*EXERCISE*
Every record here must be set down once more, precisely as it reads.

= = = = =

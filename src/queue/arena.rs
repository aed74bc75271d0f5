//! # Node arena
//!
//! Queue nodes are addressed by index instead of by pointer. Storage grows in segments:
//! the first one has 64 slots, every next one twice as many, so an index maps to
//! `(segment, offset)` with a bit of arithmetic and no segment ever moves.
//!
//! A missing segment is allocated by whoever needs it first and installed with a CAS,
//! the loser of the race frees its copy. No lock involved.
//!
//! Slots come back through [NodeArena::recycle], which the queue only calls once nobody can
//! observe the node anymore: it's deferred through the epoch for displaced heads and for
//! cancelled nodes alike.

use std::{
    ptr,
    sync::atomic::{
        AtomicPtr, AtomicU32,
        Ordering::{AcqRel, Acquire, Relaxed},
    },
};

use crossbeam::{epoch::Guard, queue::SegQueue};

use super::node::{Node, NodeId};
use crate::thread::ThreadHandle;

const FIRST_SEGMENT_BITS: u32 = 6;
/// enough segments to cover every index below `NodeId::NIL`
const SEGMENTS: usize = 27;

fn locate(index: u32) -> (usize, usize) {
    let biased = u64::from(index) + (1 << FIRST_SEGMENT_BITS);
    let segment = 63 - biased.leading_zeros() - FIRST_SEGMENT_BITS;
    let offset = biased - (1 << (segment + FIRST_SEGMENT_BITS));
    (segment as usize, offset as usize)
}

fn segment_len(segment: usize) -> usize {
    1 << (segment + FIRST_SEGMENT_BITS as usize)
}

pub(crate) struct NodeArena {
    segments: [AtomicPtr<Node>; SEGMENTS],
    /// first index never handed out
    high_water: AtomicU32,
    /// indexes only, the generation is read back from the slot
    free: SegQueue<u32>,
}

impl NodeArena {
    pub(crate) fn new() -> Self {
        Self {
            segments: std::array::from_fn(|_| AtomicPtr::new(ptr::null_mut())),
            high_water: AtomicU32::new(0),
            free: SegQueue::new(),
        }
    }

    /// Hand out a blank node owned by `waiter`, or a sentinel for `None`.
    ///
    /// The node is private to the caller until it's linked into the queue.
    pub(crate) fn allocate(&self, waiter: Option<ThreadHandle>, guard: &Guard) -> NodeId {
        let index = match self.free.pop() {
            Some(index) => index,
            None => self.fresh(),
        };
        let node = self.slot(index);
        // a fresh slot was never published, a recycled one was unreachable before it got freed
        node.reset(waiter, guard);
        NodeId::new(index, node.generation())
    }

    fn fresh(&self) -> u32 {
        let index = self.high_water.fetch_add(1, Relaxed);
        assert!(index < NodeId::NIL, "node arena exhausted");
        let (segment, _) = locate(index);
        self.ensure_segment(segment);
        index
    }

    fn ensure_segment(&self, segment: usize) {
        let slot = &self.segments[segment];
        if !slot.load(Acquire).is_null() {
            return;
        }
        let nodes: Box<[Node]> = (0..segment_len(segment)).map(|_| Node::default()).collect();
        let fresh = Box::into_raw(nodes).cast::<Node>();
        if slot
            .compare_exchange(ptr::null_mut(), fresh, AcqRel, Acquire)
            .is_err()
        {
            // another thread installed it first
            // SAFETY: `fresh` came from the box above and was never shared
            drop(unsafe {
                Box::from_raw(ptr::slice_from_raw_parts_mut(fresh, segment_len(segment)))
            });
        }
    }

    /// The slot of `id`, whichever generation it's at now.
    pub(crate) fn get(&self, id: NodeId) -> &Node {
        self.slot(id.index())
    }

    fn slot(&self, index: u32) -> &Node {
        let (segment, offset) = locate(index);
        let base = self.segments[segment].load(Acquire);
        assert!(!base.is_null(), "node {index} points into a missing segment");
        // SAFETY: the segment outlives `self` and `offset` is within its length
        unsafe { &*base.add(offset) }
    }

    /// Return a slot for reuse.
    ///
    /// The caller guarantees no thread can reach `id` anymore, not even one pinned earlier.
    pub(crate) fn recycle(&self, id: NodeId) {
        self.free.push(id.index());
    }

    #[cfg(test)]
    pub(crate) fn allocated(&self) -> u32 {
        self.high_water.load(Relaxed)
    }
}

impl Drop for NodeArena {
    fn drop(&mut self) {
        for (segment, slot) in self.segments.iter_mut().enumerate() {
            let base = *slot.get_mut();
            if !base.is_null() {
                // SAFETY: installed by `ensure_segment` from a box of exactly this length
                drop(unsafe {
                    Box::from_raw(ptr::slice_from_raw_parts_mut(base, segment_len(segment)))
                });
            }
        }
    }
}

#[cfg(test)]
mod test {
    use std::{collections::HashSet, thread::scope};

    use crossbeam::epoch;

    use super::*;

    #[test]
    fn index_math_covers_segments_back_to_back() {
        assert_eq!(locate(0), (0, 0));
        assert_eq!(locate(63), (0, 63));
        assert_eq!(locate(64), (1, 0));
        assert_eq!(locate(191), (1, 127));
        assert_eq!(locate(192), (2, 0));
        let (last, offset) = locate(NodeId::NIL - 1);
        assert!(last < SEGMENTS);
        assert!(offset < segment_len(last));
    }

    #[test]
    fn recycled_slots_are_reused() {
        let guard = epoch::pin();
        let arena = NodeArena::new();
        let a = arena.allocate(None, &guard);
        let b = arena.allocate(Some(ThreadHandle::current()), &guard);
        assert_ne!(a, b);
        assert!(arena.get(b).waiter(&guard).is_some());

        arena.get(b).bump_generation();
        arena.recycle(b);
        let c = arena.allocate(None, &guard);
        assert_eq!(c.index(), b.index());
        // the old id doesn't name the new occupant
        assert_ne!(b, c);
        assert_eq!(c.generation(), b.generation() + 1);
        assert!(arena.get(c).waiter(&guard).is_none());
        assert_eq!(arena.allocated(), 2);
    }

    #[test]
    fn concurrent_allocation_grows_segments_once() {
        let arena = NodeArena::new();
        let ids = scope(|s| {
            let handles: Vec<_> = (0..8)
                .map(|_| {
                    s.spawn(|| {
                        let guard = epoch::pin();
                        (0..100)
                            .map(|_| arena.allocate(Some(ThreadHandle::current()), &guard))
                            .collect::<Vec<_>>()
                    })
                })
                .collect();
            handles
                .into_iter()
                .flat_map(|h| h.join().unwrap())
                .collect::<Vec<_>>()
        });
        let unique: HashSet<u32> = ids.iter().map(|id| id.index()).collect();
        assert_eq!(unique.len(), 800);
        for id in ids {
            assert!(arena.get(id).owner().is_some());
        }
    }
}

= = = = =

*RESULT*
filename src/queue/arena.rs
repository aed74bc75271d0f5
//! # Node arena
//!
//! Queue nodes are addressed by index instead of by pointer. Storage grows in segments:
//! the first one has 64 slots, every next one twice as many, so an index maps to
//! `(segment, offset)` with a bit of arithmetic and no segment ever moves.
//!
//! A missing segment is allocated by whoever needs it first and installed with a CAS,
//! the loser of the race frees its copy. No lock involved.
//!
//! Slots come back through [NodeArena::recycle], which the queue only calls once nobody can
//! observe the node anymore: it's deferred through the epoch for displaced heads and for
//! cancelled nodes alike.

use std::{
    ptr,
    sync::atomic::{
        AtomicPtr, AtomicU32,
        Ordering::{AcqRel, Acquire, Relaxed},
    },
};

use crossbeam::{epoch::Guard, queue::SegQueue};

use super::node::{Node, NodeId};
use crate::thread::ThreadHandle;

const FIRST_SEGMENT_BITS: u32 = 6;
/// enough segments to cover every index below `NodeId::NIL`
const SEGMENTS: usize = 27;

fn locate(index: u32) -> (usize, usize) {
    let biased = u64::from(index) + (1 << FIRST_SEGMENT_BITS);
    let segment = 63 - biased.leading_zeros() - FIRST_SEGMENT_BITS;
    let offset = biased - (1 << (segment + FIRST_SEGMENT_BITS));
    (segment as usize, offset as usize)
}

fn segment_len(segment: usize) -> usize {
    1 << (segment + FIRST_SEGMENT_BITS as usize)
}

pub(crate) struct NodeArena {
    segments: [AtomicPtr<Node>; SEGMENTS],
    /// first index never handed out
    high_water: AtomicU32,
    /// indexes only, the generation is read back from the slot
    free: SegQueue<u32>,
}

impl NodeArena {
    pub(crate) fn new() -> Self {
        Self {
            segments: std::array::from_fn(|_| AtomicPtr::new(ptr::null_mut())),
            high_water: AtomicU32::new(0),
            free: SegQueue::new(),
        }
    }

    /// Hand out a blank node owned by `waiter`, or a sentinel for `None`.
    ///
    /// The node is private to the caller until it's linked into the queue.
    pub(crate) fn allocate(&self, waiter: Option<ThreadHandle>, guard: &Guard) -> NodeId {
        let index = match self.free.pop() {
            Some(index) => index,
            None => self.fresh(),
        };
        let node = self.slot(index);
        // a fresh slot was never published, a recycled one was unreachable before it got freed
        node.reset(waiter, guard);
        NodeId::new(index, node.generation())
    }

    fn fresh(&self) -> u32 {
        let index = self.high_water.fetch_add(1, Relaxed);
        assert!(index < NodeId::NIL, "node arena exhausted");
        let (segment, _) = locate(index);
        self.ensure_segment(segment);
        index
    }

    fn ensure_segment(&self, segment: usize) {
        let slot = &self.segments[segment];
        if !slot.load(Acquire).is_null() {
            return;
        }
        let nodes: Box<[Node]> = (0..segment_len(segment)).map(|_| Node::default()).collect();
        let fresh = Box::into_raw(nodes).cast::<Node>();
        if slot
            .compare_exchange(ptr::null_mut(), fresh, AcqRel, Acquire)
            .is_err()
        {
            // another thread installed it first
            // SAFETY: `fresh` came from the box above and was never shared
            drop(unsafe {
                Box::from_raw(ptr::slice_from_raw_parts_mut(fresh, segment_len(segment)))
            });
        }
    }

    /// The slot of `id`, whichever generation it's at now.
    pub(crate) fn get(&self, id: NodeId) -> &Node {
        self.slot(id.index())
    }

    fn slot(&self, index: u32) -> &Node {
        let (segment, offset) = locate(index);
        let base = self.segments[segment].load(Acquire);
        assert!(!base.is_null(), "node {index} points into a missing segment");
        // SAFETY: the segment outlives `self` and `offset` is within its length
        unsafe { &*base.add(offset) }
    }

    /// Return a slot for reuse.
    ///
    /// The caller guarantees no thread can reach `id` anymore, not even one pinned earlier.
    pub(crate) fn recycle(&self, id: NodeId) {
        self.free.push(id.index());
    }

    #[cfg(test)]
    pub(crate) fn allocated(&self) -> u32 {
        self.high_water.load(Relaxed)
    }
}

impl Drop for NodeArena {
    fn drop(&mut self) {
        for (segment, slot) in self.segments.iter_mut().enumerate() {
            let base = *slot.get_mut();
            if !base.is_null() {
                // SAFETY: installed by `ensure_segment` from a box of exactly this length
                drop(unsafe {
                    Box::from_raw(ptr::slice_from_raw_parts_mut(base, segment_len(segment)))
                });
            }
        }
    }
}

#[cfg(test)]
mod test {
    use std::{collections::HashSet, thread::scope};

    use crossbeam::epoch;

    use super::*;

    #[test]
    fn index_math_covers_segments_back_to_back() {
        assert_eq!(locate(0), (0, 0));
        assert_eq!(locate(63), (0, 63));
        assert_eq!(locate(64), (1, 0));
        assert_eq!(locate(191), (1, 127));
        assert_eq!(locate(192), (2, 0));
        let (last, offset) = locate(NodeId::NIL - 1);
        assert!(last < SEGMENTS);
        assert!(offset < segment_len(last));
    }

    #[test]
    fn recycled_slots_are_reused() {
        let guard = epoch::pin();
        let arena = NodeArena::new();
        let a = arena.allocate(None, &guard);
        let b = arena.allocate(Some(ThreadHandle::current()), &guard);
        assert_ne!(a, b);
        assert!(arena.get(b).waiter(&guard).is_some());

        arena.get(b).bump_generation();
        arena.recycle(b);
        let c = arena.allocate(None, &guard);
        assert_eq!(c.index(), b.index());
        // the old id doesn't name the new occupant
        assert_ne!(b, c);
        assert_eq!(c.generation(), b.generation() + 1);
        assert!(arena.get(c).waiter(&guard).is_none());
        assert_eq!(arena.allocated(), 2);
    }

    #[test]
    fn concurrent_allocation_grows_segments_once() {
        let arena = NodeArena::new();
        let ids = scope(|s| {
            let handles: Vec<_> = (0..8)
                .map(|_| {
                    s.spawn(|| {
                        let guard = epoch::pin();
                        (0..100)
                            .map(|_| arena.allocate(Some(ThreadHandle::current()), &guard))
                            .collect::<Vec<_>>()
                    })
                })
                .collect();
            handles
                .into_iter()
                .flat_map(|h| h.join().unwrap())
                .collect::<Vec<_>>()
        });
        let unique: HashSet<u32> = ids.iter().map(|id| id.index()).collect();
        assert_eq!(unique.len(), 800);
        for id in ids {
            assert!(arena.get(id).owner().is_some());
        }
    }
}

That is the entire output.